> [Exercise instructions] Among these entries, how many lines contain "children"? Say the number and nothing else.

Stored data
******************************
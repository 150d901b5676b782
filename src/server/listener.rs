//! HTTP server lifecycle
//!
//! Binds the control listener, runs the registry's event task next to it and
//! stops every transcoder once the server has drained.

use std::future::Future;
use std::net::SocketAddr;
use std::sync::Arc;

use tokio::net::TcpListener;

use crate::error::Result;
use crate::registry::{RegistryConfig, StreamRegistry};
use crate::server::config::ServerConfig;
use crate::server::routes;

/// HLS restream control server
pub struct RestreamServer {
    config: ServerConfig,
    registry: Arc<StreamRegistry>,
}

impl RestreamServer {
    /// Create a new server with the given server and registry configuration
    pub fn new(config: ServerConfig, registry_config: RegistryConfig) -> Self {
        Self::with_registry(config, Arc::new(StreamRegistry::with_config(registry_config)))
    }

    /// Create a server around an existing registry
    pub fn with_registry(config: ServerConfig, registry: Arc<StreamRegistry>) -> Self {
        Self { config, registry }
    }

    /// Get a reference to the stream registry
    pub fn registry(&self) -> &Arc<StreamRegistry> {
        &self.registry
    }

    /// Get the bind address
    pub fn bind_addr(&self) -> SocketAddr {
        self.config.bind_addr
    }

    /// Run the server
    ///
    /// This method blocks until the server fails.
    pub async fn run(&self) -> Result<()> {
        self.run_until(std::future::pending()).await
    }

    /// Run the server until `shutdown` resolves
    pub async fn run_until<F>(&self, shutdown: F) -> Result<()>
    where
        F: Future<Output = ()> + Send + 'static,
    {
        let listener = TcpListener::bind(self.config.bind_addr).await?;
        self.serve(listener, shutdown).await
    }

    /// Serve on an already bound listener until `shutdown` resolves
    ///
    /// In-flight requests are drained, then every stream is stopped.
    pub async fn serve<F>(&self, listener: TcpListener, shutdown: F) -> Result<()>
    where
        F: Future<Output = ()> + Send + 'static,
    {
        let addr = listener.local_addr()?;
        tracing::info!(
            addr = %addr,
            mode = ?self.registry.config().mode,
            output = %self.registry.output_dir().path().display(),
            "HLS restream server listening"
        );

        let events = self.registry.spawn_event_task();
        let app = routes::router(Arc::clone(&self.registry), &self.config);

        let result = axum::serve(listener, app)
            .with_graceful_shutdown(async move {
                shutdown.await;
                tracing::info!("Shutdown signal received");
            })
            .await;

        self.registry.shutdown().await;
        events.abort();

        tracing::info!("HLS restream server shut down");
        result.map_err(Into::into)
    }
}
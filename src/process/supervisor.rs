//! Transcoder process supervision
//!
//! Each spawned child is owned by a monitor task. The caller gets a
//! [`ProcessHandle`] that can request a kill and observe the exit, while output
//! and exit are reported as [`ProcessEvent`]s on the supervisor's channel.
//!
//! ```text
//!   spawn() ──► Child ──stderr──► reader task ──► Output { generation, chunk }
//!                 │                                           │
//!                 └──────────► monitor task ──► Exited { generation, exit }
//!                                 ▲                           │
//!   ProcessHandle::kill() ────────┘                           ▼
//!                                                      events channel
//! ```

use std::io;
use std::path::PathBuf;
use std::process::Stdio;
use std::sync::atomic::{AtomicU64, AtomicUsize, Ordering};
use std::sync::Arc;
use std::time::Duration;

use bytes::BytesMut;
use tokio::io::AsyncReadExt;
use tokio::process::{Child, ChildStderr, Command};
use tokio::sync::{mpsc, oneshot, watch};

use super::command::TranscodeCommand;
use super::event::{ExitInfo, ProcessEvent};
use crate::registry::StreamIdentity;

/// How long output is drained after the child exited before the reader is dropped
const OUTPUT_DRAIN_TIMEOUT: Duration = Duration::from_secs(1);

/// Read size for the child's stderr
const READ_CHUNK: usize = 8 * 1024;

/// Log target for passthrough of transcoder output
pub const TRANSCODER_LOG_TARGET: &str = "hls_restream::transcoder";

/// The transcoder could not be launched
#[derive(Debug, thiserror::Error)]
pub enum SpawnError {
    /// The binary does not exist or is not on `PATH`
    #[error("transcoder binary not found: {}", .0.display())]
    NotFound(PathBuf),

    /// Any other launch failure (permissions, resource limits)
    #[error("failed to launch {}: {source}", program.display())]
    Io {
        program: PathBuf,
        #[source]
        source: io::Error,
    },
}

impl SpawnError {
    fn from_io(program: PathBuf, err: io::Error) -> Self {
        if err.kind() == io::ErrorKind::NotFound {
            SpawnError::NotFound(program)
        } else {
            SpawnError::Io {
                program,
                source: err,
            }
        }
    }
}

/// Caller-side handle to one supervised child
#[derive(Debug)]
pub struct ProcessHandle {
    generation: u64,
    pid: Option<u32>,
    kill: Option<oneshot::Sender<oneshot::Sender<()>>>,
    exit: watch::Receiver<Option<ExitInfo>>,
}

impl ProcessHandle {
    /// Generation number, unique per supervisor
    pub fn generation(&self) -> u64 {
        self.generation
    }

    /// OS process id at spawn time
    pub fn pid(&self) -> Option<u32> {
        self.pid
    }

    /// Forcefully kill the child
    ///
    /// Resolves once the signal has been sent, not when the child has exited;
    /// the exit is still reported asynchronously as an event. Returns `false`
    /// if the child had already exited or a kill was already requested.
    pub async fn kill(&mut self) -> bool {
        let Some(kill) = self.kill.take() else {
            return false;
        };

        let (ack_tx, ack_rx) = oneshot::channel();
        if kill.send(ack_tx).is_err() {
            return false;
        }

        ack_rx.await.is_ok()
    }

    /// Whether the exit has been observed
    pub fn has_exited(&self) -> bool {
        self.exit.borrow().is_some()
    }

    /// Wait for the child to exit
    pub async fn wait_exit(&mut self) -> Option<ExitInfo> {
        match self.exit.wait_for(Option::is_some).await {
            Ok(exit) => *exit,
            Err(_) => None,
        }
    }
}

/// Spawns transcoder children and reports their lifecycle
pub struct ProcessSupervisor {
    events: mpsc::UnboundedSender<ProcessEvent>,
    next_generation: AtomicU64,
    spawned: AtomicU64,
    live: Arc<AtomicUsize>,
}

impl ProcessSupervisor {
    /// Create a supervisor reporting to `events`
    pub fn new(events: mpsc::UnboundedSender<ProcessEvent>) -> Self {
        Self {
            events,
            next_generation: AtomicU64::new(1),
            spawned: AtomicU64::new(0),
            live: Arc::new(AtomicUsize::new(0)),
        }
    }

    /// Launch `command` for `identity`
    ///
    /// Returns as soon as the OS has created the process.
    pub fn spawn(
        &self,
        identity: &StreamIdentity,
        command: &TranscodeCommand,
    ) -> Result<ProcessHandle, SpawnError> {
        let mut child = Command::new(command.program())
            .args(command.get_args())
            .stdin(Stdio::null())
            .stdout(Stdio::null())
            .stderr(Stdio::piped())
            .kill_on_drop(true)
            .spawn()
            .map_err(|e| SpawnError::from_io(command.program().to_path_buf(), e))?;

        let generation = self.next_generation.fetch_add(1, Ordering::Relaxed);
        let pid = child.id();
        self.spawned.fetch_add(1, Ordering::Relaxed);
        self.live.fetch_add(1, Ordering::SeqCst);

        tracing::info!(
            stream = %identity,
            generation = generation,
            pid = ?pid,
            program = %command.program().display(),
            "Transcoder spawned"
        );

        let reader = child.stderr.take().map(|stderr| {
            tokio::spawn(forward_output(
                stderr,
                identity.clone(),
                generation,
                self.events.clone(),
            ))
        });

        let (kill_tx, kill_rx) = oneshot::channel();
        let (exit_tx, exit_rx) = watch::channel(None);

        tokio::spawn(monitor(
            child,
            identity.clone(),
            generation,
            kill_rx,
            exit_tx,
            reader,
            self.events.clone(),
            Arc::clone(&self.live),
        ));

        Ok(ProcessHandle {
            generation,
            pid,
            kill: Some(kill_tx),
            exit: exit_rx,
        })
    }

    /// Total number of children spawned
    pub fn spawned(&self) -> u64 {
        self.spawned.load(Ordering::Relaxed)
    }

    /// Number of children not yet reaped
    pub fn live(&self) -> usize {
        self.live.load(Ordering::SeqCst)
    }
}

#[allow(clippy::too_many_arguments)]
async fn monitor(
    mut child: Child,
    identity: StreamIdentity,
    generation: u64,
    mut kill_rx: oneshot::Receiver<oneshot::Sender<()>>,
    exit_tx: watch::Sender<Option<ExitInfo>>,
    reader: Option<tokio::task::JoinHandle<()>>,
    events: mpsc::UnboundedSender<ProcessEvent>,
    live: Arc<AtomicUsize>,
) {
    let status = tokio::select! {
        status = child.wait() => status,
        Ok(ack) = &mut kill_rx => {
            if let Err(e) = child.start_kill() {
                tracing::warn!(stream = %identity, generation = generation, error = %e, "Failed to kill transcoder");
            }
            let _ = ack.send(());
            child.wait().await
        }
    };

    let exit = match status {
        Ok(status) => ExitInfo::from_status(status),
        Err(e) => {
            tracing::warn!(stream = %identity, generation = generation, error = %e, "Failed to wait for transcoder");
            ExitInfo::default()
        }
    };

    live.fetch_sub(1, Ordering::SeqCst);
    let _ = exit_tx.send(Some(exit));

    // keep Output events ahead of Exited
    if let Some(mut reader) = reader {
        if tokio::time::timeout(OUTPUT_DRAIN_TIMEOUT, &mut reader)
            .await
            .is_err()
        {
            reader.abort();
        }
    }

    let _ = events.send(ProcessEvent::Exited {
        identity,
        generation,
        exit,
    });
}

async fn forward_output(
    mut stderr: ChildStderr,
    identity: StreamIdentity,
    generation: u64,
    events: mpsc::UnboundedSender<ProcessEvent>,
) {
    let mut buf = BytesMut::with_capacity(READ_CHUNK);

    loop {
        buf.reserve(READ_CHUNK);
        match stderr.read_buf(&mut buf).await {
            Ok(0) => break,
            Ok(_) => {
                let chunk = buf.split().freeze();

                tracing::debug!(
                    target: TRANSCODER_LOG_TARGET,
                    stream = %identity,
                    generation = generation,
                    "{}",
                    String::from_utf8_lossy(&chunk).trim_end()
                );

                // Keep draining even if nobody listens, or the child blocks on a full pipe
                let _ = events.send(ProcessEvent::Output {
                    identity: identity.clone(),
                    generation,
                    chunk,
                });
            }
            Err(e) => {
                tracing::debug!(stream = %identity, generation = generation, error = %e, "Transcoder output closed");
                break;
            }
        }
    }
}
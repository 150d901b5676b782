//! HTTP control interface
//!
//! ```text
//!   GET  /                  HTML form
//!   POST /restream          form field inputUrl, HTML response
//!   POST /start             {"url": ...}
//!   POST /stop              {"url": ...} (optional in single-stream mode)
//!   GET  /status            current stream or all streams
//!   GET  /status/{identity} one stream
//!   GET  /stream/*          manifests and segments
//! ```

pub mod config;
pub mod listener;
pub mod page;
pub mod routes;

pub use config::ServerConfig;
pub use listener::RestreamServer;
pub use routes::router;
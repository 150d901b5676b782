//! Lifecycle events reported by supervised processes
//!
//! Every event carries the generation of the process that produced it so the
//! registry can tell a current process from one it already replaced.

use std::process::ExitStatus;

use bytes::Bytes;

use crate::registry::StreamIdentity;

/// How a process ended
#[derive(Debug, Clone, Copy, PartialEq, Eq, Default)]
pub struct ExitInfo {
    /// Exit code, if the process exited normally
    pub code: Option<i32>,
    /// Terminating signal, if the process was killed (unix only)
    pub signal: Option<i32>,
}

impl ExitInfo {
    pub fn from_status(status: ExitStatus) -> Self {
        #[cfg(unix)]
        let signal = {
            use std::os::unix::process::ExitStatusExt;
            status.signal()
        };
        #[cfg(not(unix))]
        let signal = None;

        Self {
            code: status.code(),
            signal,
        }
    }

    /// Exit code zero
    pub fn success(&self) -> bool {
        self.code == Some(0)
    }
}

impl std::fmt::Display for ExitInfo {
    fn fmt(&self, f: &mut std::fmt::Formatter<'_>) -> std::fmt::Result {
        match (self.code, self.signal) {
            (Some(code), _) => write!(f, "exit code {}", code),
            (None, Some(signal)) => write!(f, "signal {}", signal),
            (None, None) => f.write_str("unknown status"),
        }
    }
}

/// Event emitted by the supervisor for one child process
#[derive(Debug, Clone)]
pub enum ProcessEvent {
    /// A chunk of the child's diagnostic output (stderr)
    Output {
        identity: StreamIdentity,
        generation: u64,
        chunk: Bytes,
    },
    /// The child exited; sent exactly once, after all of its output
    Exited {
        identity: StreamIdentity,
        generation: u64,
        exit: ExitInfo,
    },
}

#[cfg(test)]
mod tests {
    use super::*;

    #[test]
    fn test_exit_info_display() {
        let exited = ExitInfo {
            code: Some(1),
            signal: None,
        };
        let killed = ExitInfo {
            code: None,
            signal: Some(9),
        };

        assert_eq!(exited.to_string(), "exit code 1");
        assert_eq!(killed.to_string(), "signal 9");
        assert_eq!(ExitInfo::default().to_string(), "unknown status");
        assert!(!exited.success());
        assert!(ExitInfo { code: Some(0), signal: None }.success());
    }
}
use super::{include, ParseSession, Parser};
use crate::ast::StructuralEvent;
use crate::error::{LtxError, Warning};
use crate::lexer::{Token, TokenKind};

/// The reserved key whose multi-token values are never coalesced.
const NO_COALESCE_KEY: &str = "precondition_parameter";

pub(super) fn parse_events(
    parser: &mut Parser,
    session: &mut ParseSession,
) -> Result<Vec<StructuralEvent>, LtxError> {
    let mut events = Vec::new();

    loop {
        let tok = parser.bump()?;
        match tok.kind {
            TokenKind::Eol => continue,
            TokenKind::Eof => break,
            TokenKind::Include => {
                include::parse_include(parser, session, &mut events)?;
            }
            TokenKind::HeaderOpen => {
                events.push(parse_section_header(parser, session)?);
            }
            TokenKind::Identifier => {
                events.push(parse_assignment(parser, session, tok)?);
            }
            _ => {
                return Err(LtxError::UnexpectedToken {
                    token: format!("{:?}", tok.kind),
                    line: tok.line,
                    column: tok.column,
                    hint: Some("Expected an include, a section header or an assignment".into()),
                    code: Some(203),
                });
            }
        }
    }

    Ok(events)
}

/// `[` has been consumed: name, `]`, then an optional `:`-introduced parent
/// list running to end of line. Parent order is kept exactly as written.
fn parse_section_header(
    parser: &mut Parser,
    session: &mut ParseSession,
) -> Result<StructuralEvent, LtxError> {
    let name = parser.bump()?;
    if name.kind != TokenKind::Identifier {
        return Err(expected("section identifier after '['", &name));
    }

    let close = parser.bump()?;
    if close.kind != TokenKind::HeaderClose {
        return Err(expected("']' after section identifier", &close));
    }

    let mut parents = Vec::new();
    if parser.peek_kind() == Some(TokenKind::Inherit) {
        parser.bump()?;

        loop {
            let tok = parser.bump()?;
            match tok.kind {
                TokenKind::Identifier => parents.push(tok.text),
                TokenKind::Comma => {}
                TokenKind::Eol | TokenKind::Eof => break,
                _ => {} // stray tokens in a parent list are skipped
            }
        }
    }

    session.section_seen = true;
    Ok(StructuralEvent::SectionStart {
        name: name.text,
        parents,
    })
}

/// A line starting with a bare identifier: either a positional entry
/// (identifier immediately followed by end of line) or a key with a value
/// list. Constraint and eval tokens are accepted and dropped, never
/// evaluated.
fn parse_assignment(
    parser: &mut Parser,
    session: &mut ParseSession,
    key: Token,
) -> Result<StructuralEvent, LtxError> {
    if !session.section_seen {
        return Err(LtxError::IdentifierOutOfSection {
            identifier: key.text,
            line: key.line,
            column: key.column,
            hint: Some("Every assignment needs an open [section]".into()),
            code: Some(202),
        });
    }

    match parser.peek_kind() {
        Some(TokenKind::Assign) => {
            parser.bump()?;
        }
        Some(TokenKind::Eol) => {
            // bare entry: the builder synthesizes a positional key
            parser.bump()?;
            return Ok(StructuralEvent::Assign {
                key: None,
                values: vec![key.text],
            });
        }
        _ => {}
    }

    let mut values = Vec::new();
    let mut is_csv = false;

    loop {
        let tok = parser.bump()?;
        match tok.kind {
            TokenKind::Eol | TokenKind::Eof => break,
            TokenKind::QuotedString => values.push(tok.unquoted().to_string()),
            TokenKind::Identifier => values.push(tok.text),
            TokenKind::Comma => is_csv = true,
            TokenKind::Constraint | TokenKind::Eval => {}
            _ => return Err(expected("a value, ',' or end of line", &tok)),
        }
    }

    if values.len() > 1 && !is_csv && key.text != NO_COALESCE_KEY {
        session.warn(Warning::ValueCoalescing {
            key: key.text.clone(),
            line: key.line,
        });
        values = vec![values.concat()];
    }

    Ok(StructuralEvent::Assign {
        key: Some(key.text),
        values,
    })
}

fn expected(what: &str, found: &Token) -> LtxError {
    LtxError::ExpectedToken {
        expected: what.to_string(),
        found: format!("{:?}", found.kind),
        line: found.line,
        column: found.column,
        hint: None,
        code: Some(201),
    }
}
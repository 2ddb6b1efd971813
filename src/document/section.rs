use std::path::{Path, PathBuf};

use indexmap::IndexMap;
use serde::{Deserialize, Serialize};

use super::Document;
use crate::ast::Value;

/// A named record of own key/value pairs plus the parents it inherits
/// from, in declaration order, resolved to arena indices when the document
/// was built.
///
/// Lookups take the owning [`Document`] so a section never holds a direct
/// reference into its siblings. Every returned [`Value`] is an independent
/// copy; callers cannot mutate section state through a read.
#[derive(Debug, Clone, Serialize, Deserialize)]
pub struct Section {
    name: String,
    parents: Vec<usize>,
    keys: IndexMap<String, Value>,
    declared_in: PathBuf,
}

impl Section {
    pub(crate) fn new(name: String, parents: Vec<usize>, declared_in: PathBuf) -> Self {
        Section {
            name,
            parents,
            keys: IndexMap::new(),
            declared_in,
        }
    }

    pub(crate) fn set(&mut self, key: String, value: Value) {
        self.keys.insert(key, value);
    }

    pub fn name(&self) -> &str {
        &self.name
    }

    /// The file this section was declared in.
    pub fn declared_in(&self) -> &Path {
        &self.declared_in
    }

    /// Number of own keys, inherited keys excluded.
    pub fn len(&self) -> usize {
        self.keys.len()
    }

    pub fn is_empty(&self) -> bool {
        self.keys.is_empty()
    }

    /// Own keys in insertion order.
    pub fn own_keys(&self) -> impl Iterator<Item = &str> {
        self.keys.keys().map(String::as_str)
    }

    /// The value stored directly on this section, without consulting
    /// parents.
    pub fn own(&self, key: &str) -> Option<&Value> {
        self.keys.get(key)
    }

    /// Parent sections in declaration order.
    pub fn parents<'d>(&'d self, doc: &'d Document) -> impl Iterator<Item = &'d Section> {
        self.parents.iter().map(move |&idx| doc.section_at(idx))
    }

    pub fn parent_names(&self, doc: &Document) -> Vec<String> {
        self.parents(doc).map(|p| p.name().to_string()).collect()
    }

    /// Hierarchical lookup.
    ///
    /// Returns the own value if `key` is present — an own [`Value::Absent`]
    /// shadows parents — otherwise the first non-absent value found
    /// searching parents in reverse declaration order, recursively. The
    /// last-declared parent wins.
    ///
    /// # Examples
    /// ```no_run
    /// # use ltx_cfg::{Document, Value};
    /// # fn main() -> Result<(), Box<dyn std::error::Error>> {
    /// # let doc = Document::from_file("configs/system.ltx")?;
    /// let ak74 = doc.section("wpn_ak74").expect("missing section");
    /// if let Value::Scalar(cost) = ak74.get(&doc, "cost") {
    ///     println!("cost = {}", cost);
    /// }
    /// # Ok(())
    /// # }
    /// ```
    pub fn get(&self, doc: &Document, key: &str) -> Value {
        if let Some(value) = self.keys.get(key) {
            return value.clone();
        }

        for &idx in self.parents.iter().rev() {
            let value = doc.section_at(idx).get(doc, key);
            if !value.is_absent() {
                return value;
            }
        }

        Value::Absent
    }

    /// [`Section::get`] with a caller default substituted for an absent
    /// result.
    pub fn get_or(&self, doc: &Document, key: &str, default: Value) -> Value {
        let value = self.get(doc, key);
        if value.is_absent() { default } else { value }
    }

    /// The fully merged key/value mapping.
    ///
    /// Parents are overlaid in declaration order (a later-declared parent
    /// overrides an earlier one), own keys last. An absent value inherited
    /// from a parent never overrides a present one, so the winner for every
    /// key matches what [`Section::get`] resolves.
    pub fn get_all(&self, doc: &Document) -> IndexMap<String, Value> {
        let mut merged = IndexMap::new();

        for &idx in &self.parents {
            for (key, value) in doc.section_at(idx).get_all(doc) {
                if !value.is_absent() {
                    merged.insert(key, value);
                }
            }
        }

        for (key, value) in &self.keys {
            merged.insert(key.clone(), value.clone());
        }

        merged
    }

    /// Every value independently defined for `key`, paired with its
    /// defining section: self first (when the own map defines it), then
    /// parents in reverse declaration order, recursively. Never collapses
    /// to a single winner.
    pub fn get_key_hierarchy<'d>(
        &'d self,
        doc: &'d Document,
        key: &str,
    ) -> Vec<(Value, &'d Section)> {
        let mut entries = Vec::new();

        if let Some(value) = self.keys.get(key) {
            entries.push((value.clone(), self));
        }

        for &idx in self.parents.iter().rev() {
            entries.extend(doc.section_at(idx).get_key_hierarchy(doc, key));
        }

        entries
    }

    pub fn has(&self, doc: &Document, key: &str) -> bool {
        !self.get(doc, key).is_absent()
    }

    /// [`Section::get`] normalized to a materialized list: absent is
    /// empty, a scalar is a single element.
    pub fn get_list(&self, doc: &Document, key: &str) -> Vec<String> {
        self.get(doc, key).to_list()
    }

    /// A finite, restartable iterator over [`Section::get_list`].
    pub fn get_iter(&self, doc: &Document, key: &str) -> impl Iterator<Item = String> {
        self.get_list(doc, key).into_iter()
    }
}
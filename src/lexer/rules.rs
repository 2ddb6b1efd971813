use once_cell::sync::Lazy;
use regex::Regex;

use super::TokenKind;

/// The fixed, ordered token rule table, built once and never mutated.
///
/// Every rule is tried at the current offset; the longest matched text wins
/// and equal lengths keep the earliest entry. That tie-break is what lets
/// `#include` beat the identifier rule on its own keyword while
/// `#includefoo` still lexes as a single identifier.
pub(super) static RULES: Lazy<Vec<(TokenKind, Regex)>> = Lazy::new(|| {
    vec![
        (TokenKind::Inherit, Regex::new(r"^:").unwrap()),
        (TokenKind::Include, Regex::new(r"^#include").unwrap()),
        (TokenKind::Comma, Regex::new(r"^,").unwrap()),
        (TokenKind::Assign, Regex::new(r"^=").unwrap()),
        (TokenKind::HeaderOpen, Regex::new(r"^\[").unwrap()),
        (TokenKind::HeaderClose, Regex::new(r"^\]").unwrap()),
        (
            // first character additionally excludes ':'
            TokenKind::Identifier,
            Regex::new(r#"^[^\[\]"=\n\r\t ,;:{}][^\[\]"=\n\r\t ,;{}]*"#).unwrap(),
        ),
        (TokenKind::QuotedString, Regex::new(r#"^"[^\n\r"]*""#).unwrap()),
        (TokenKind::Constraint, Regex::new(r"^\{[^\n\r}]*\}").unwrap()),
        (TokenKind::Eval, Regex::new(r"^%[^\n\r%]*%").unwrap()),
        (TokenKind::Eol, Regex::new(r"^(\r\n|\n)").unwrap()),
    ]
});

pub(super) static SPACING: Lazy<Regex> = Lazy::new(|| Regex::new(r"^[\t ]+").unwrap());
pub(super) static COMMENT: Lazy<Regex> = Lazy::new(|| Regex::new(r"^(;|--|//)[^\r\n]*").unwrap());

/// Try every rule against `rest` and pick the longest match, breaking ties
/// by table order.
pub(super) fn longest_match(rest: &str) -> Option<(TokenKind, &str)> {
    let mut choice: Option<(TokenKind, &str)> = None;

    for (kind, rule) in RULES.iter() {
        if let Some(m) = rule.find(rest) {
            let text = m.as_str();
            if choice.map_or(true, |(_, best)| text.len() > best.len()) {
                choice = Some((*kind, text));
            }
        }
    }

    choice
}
******************************
> [Reply] 3